Als sich Bob Dylan auf seinem ersten Weg nach Innen nach Nashville begab, suchte er nicht den reaktionären Dreck, den man in Robert Altmans Film "Nashville" bestaunen kann, sondern er fand Johnny Cash. Zwar verbreitete sich schnell die Legende, dass Cash Jahre im Knast verbracht hätte, aber hinter Gitter kam er sein Leben lang nur, wenn er für die Gefangenen in St. Quentin spielte. Es waren seine Leute, denen er versicherte, dass wenigstens er sie nicht vergessen hatte. Deshalb brauchte er nicht wie Woody Guthrie den Staub der Landstraße oder das Elend der landvertriebenen Okies, man glaubte ihm auch ohne Botschaft, dass er im Besitz der Wahrheit war und sie auch aussprechen konnte. Im Gefängnis grüßte er gleichermaßen Beschädigte, wenn er den Verurteilten von Mord und Totschlag vorsang und den klassischen Satz formulierte: "In Reno hab' ich einen umgebracht, bloß weil ich sehen wollte, wie er stirbt."
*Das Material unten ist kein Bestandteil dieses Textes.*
use crate::browser::{PageDriver, ScrapeSession};
use crate::extract;
use crate::models::PlaceRecord;
use log::{debug, info, warn};
use scraper::{Html, Selector};
use std::time::Duration;

const BASE_URL: &str = "https://korean.visitseoul.net";

/// One listing category: display name plus site path
#[derive(Debug, Clone, Copy)]
pub struct Category {
    pub name: &'static str,
    pub path: &'static str,
}

/// Categories in declared crawl order
const CATEGORIES: &[Category] = &[
    Category {
        name: "관광명소",
        path: "/attractions",
    },
    Category {
        name: "자연명소",
        path: "/nature",
    },
    Category {
        name: "엔터테인먼트",
        path: "/entertainment",
    },
    Category {
        name: "쇼핑",
        path: "/shopping",
    },
];

/// Listing card shapes, most specific first
const LISTING_ITEM_SELECTORS: &[&str] = &[
    "ul.article-list > li",
    ".list-wrap li.item",
    ".item-list > li",
];

/// Pagination link shapes
const PAGINATION_SELECTORS: &[&str] = &[".paging a", ".pagination a", ".paginate a"];

/// One listing card, collected before the tab leaves the listing page
#[derive(Debug, Clone)]
struct ListingItem {
    name: String,
    short_description: String,
    url: String,
}

/// Category/listing traversal for the Seoul tourism site.
///
/// Walks every category in declared order, pages through its listings and
/// opens each place's detail page, assembling records through the field
/// extractors. Failures below the category level log and continue, so one
/// broken page never costs the rest of the run.
#[derive(Debug, Clone, Default)]
pub struct SeoulPlaceSite;

impl SeoulPlaceSite {
    pub fn new() -> Self {
        Self
    }

    pub fn categories(&self) -> &'static [Category] {
        CATEGORIES
    }

    /// Run the full traversal in one session. Records come back in
    /// discovery order across categories.
    pub fn collect_places(&self, session: &ScrapeSession) -> Vec<PlaceRecord> {
        let driver = session.driver();
        let mut places = Vec::new();

        for category in self.categories() {
            let records = self.process_category(&driver, category);
            info!("category {}: {} places", category.name, records.len());
            places.extend(records);
        }

        places
    }

    fn process_category(&self, driver: &PageDriver, category: &Category) -> Vec<PlaceRecord> {
        let category_url = format!("{}{}", BASE_URL, category.path);
        info!("category {}: {}", category.name, category_url);

        if let Err(e) = driver.navigate(&category_url) {
            warn!("category {} unreachable: {}", category.name, e);
            return Vec::new();
        }
        let _ = driver.wait_for_selector_with_timeout("ul.article-list, .list-wrap, body", Duration::from_secs(10));

        let total = match driver.html() {
            Ok(html) => total_pages(&Html::parse_document(&html)),
            Err(e) => {
                warn!("category {} page count unreadable: {}", category.name, e);
                1
            }
        };
        debug!("category {}: {} listing pages", category.name, total);

        let mut places = Vec::new();
        for page_num in 1..=total {
            // The tab is on detail pages between listing rounds, so every
            // page after the first gets an explicit navigation
            if page_num > 1 {
                let page_url = format!("{}?curPage={}", category_url, page_num);
                if let Err(e) = driver.navigate(&page_url) {
                    warn!(
                        "category {} page {}/{} navigation failed: {}",
                        category.name, page_num, total, e
                    );
                    continue;
                }
            }
            places.extend(self.process_listing_page(driver, page_num, total));
        }

        places
    }

    fn process_listing_page(
        &self,
        driver: &PageDriver,
        page_num: usize,
        total_pages: usize,
    ) -> Vec<PlaceRecord> {
        // Trigger lazy-loaded cards before reading the DOM
        let _ = driver.scroll_to_bottom();

        let html = match driver.html() {
            Ok(html) => html,
            Err(e) => {
                warn!("listing page {}/{} unreadable: {}", page_num, total_pages, e);
                return Vec::new();
            }
        };

        let items = listing_items(&Html::parse_document(&html));
        debug!(
            "listing page {}/{}: {} items",
            page_num,
            total_pages,
            items.len()
        );

        let mut records = Vec::new();
        for item in items {
            // Items are independent; a broken one is skipped, not fatal
            match self.process_detail_page(driver, &item) {
                Some(record) => records.push(record),
                None => warn!(
                    "skipping item '{}' on listing page {}/{}",
                    item.name, page_num, total_pages
                ),
            }
        }
        records
    }

    fn process_detail_page(&self, driver: &PageDriver, item: &ListingItem) -> Option<PlaceRecord> {
        if let Err(e) = driver.navigate(&item.url) {
            warn!("detail page {} failed: {}", item.url, e);
            return None;
        }

        let html = match driver.html() {
            Ok(html) => html,
            Err(e) => {
                warn!("detail page {} unreadable: {}", item.url, e);
                return None;
            }
        };
        let doc = Html::parse_document(&html);

        Some(PlaceRecord {
            identifier: extract::extract_identifier(&item.url),
            name: item.name.clone(),
            description: extract::extract_description(&doc, &item.short_description),
            address: extract::extract_address(&doc),
            coordinate: extract::extract_coordinates(&doc, &html),
        })
    }
}

/// Highest page number visible in the pagination links; one page when the
/// listing has no pagination
fn total_pages(doc: &Html) -> usize {
    for selector in PAGINATION_SELECTORS {
        if let Ok(sel) = Selector::parse(selector) {
            let max = doc
                .select(&sel)
                .filter_map(|link| {
                    link.text()
                        .collect::<String>()
                        .trim()
                        .parse::<usize>()
                        .ok()
                })
                .max();
            if let Some(pages) = max.filter(|&pages| pages >= 1) {
                return pages;
            }
        }
    }
    1
}

/// Parse listing cards out of a rendered listing page
fn listing_items(doc: &Html) -> Vec<ListingItem> {
    let mut items: Vec<ListingItem> = Vec::new();

    for item_selector in LISTING_ITEM_SELECTORS {
        let item_sel = match Selector::parse(item_selector) {
            Ok(sel) => sel,
            Err(_) => continue,
        };

        for element in doc.select(&item_sel) {
            let Some(link) = first_link(&element) else {
                continue;
            };
            let url = absolutize(&link);

            let name = item_name(&element);
            if name.is_empty() {
                continue;
            }

            let short_description = item_short_description(&element);

            if !items.iter().any(|existing| existing.url == url) {
                items.push(ListingItem {
                    name,
                    short_description,
                    url,
                });
            }
        }

        if !items.is_empty() {
            break;
        }
    }

    items
}

fn first_link(element: &scraper::ElementRef) -> Option<String> {
    let link_sel = Selector::parse("a[href]").ok()?;
    let href = element
        .select(&link_sel)
        .next()
        .and_then(|a| a.value().attr("href"))?;
    if href.is_empty() || href.starts_with('#') || href.starts_with("javascript:") {
        return None;
    }
    Some(href.to_string())
}

fn absolutize(href: &str) -> String {
    if href.starts_with("http") {
        href.to_string()
    } else if href.starts_with('/') {
        format!("{}{}", BASE_URL, href)
    } else {
        format!("{}/{}", BASE_URL, href)
    }
}

fn item_name(element: &scraper::ElementRef) -> String {
    for selector in [".title", "strong", "em", "h3"] {
        if let Ok(sel) = Selector::parse(selector) {
            if let Some(found) = element.select(&sel).next() {
                let text = crate::extract::element_text(&found);
                if !text.is_empty() {
                    return text;
                }
            }
        }
    }

    // Fall back to the link text, guarding against capturing the whole card
    if let Ok(sel) = Selector::parse("a[href]") {
        if let Some(link) = element.select(&sel).next() {
            let text = crate::extract::element_text(&link);
            if !text.is_empty() && text.chars().count() < 100 {
                return text;
            }
        }
    }

    String::new()
}

fn item_short_description(element: &scraper::ElementRef) -> String {
    for selector in [".small-text", ".desc", "p"] {
        if let Ok(sel) = Selector::parse(selector) {
            if let Some(found) = element.select(&sel).next() {
                let text = crate::extract::element_text(&found);
                if !text.is_empty() {
                    return text;
                }
            }
        }
    }
    String::new()
}
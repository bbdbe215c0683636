use crate::browser::{BrowserConfig, BrowserError, BrowserManager, ScrapeSession};
use crate::models::{PlaceRecord, ScrapeOutcome, ScrapeStatus};
use crate::site::SeoulPlaceSite;
use log::{error, info, warn};
use std::time::Duration;

/// Produces and releases scrape sessions. The orchestrator acquires one
/// per attempt and releases it on every exit path.
pub trait SessionFactory {
    type Session;

    fn acquire(&self) -> Result<Self::Session, BrowserError>;
    fn release(&self, session: Self::Session);
}

impl SessionFactory for BrowserManager {
    type Session = ScrapeSession;

    fn acquire(&self) -> Result<ScrapeSession, BrowserError> {
        BrowserManager::acquire(self)
    }

    fn release(&self, session: ScrapeSession) {
        session.release();
    }
}

/// One full category/listing/detail traversal within one session
pub trait PlaceStrategy<S> {
    fn execute(&self, session: &S) -> Result<Vec<PlaceRecord>, BrowserError>;
}

impl PlaceStrategy<ScrapeSession> for SeoulPlaceSite {
    fn execute(&self, session: &ScrapeSession) -> Result<Vec<PlaceRecord>, BrowserError> {
        Ok(self.collect_places(session))
    }
}

/// Attempt budget and backoff curve
#[derive(Debug, Clone, Copy, PartialEq, Eq)]
pub struct RetryPolicy {
    pub max_attempts: u32,
    pub backoff_base_millis: u64,
}

impl Default for RetryPolicy {
    fn default() -> Self {
        Self {
            max_attempts: 2,
            backoff_base_millis: 5000,
        }
    }
}

impl RetryPolicy {
    /// Delay inserted after failed attempt `attempt` (1-based), before the
    /// next one starts. Grows linearly with the attempt count.
    pub fn backoff_after(&self, attempt: u32) -> Duration {
        Duration::from_millis(self.backoff_base_millis * u64::from(attempt))
    }
}

/// States of one scrape run
#[derive(Debug, Clone, Copy, PartialEq, Eq)]
pub enum AttemptState {
    Idle,
    Attempting { attempt: u32 },
    Retrying { next_attempt: u32 },
    Succeeded,
    Exhausted,
}

/// What a single attempt produced
#[derive(Debug, Clone, Copy, PartialEq, Eq)]
pub enum AttemptOutcome {
    /// Non-empty record list
    Populated,
    /// Clean traversal, zero records. Soft failure, retried.
    Empty,
    /// Session launch or traversal error
    Failed,
}

/// Events driving the state machine
#[derive(Debug, Clone, Copy, PartialEq, Eq)]
pub enum ScrapeEvent {
    Start,
    AttemptFinished(AttemptOutcome),
    BackoffElapsed,
}

/// Pure transition function of the retry machine. Terminal states absorb
/// every event.
pub fn advance(state: AttemptState, event: ScrapeEvent, policy: &RetryPolicy) -> AttemptState {
    match (state, event) {
        (AttemptState::Idle, ScrapeEvent::Start) => AttemptState::Attempting { attempt: 1 },

        (AttemptState::Attempting { .. }, ScrapeEvent::AttemptFinished(AttemptOutcome::Populated)) => {
            AttemptState::Succeeded
        }
        (AttemptState::Attempting { attempt }, ScrapeEvent::AttemptFinished(_)) => {
            if attempt < policy.max_attempts {
                AttemptState::Retrying {
                    next_attempt: attempt + 1,
                }
            } else {
                AttemptState::Exhausted
            }
        }

        (AttemptState::Retrying { next_attempt }, ScrapeEvent::BackoffElapsed) => {
            AttemptState::Attempting {
                attempt: next_attempt,
            }
        }

        (state, _) => state,
    }
}

/// Drives the retry machine around the traversal: per attempt, acquire a
/// session, run the strategy, evaluate, and always release the session.
/// Nothing above attempt granularity ever escapes `scrape()` — the caller
/// gets a (possibly empty) outcome, never an error.
#[derive(Clone)]
pub struct Orchestrator<F, S>
where
    F: SessionFactory,
    S: PlaceStrategy<F::Session>,
{
    factory: F,
    strategy: S,
    policy: RetryPolicy,
}

impl Orchestrator<BrowserManager, SeoulPlaceSite> {
    /// Production pipeline against the live site
    pub fn visit_seoul(config: BrowserConfig) -> Self {
        Self::new(BrowserManager::new(config), SeoulPlaceSite::new())
    }
}

impl<F, S> Orchestrator<F, S>
where
    F: SessionFactory,
    S: PlaceStrategy<F::Session>,
{
    pub fn new(factory: F, strategy: S) -> Self {
        Self::with_policy(factory, strategy, RetryPolicy::default())
    }

    pub fn with_policy(factory: F, strategy: S, policy: RetryPolicy) -> Self {
        Self {
            factory,
            strategy,
            policy,
        }
    }

    pub fn policy(&self) -> &RetryPolicy {
        &self.policy
    }

    /// Run the scrape to completion, retrying per policy
    pub fn scrape(&self) -> ScrapeOutcome {
        let mut state = AttemptState::Idle;
        let mut places: Vec<PlaceRecord> = Vec::new();
        let mut last_outcome = AttemptOutcome::Empty;
        let mut attempts = 0;

        loop {
            match state {
                AttemptState::Idle => {
                    state = advance(state, ScrapeEvent::Start, &self.policy);
                }
                AttemptState::Attempting { attempt } => {
                    attempts = attempt;
                    last_outcome = self.run_attempt(attempt, &mut places);
                    state = advance(
                        state,
                        ScrapeEvent::AttemptFinished(last_outcome),
                        &self.policy,
                    );
                }
                AttemptState::Retrying { next_attempt } => {
                    let delay = self.policy.backoff_after(next_attempt - 1);
                    info!(
                        "retrying: attempt {}/{} in {:?}",
                        next_attempt, self.policy.max_attempts, delay
                    );
                    std::thread::sleep(delay);
                    state = advance(state, ScrapeEvent::BackoffElapsed, &self.policy);
                }
                AttemptState::Succeeded => {
                    info!(
                        "scrape finished: {} places after {} attempt(s)",
                        places.len(),
                        attempts
                    );
                    return ScrapeOutcome {
                        places,
                        status: ScrapeStatus::Completed,
                        attempts,
                    };
                }
                AttemptState::Exhausted => {
                    let status = match last_outcome {
                        AttemptOutcome::Empty => ScrapeStatus::Empty,
                        _ => ScrapeStatus::Exhausted,
                    };
                    warn!("scrape gave up after {} attempt(s): {:?}", attempts, status);
                    return ScrapeOutcome {
                        places,
                        status,
                        attempts,
                    };
                }
            }
        }
    }

    /// Async wrapper with the identical failure contract
    pub async fn scrape_async(&self) -> ScrapeOutcome
    where
        F: Clone + Send + 'static,
        S: Clone + Send + 'static,
    {
        let orchestrator = self.clone();
        match tokio::task::spawn_blocking(move || orchestrator.scrape()).await {
            Ok(outcome) => outcome,
            Err(e) => {
                error!("scrape task aborted: {}", e);
                ScrapeOutcome {
                    places: Vec::new(),
                    status: ScrapeStatus::Exhausted,
                    attempts: 0,
                }
            }
        }
    }

    /// One attempt: session up, traversal, session down. The record list
    /// is rebuilt from scratch, never merged across attempts.
    fn run_attempt(&self, attempt: u32, places: &mut Vec<PlaceRecord>) -> AttemptOutcome {
        places.clear();
        info!("scrape attempt {} starting", attempt);

        let session = match self.factory.acquire() {
            Ok(session) => session,
            Err(e) => {
                error!(
                    "attempt {}: browser session could not be created: {}",
                    attempt, e
                );
                return AttemptOutcome::Failed;
            }
        };

        let result = self.strategy.execute(&session);

        // Release before the result is inspected; a close failure is
        // logged inside release and cannot mask the attempt outcome
        self.factory.release(session);

        match result {
            Ok(records) if records.is_empty() => {
                warn!("attempt {} produced no places", attempt);
                AttemptOutcome::Empty
            }
            Ok(records) => {
                info!("attempt {} produced {} places", attempt, records.len());
                *places = records;
                AttemptOutcome::Populated
            }
            Err(e) if e.is_timeout() => {
                error!("attempt {} timed out: {}", attempt, e);
                AttemptOutcome::Failed
            }
            Err(e) => {
                error!("attempt {} failed: {}", attempt, e);
                AttemptOutcome::Failed
            }
        }
    }
}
Ein einziges Mal, vor zehn Jahren, habe ich ihn auf der Bühne gesehen und gehört. Es war weit hinten in Amerika, dort, wo die Bundesstaaten Arkansas, Oklahoma und Missouri aufeinanderstoßen, in einem Dorf namens Branson. Dort ist ein Disneyland der Countrymusik entstanden, zahnlos, kraftlos, harmlos, wie es das Genre seit je vorschreibt. Um ihn herum wurde gejodelt und mit angestrengtem Industriefleiß geschrammelt, aber mit ihm hatte es doch nichts zu tun. Er kam vom Land, er kam von hier, aber er hatte mehr erlebt, um sich mit den vertrauten Kitschformeln für violetthaarige, mitklatschsüchtige Weiber zu begnügen. Johnny Cash trat auf die Bühne, und das Klatschen hörte auf. Er kam nicht allein. Seine Frau June Carter Cash (im Mai ist sie gestorben) war bei ihm, ein paar Kinder, Cousins, und am Bühnenrand ein Geistlicher, an den man sich, Johnny Cash wusste doch Bescheid, "bei Alkohol- und anderen Problemen" gern wenden könne.

Schwarz war er, schwarz bis in die gefärbten Haare, und steif stand er da, eine einzige Bühnenkatastrophe. Und dann sang er völlig unbewegt dieses Lied, dieses eine Lied, das seine Frau für ihn und seine Stimme geschrieben hatte: "Ring of Fire". Die mexikanischen Trompeten fallen mit folkloristischem Feuer ein, als wär's die Calypso-Platte, die Robert Mitchum aufgenommen hat, der Bass hampelt sich voran wie eine elektrische Kuh, wieder die Trompeten, und Johnny Cash mit seiner finsteren Stimme, die kaum mehr als einen Ton umfasst, geht immer tiefer, tiefer, tiefer. Es war ein religiöser Augenblick, wie ihn nur die Musik noch erlaubt. Gestern wurde der singende Wanderprediger Johnny Cash mit 71 in Nashville von seinem lebenslangen Leiden an der Welt erlöst.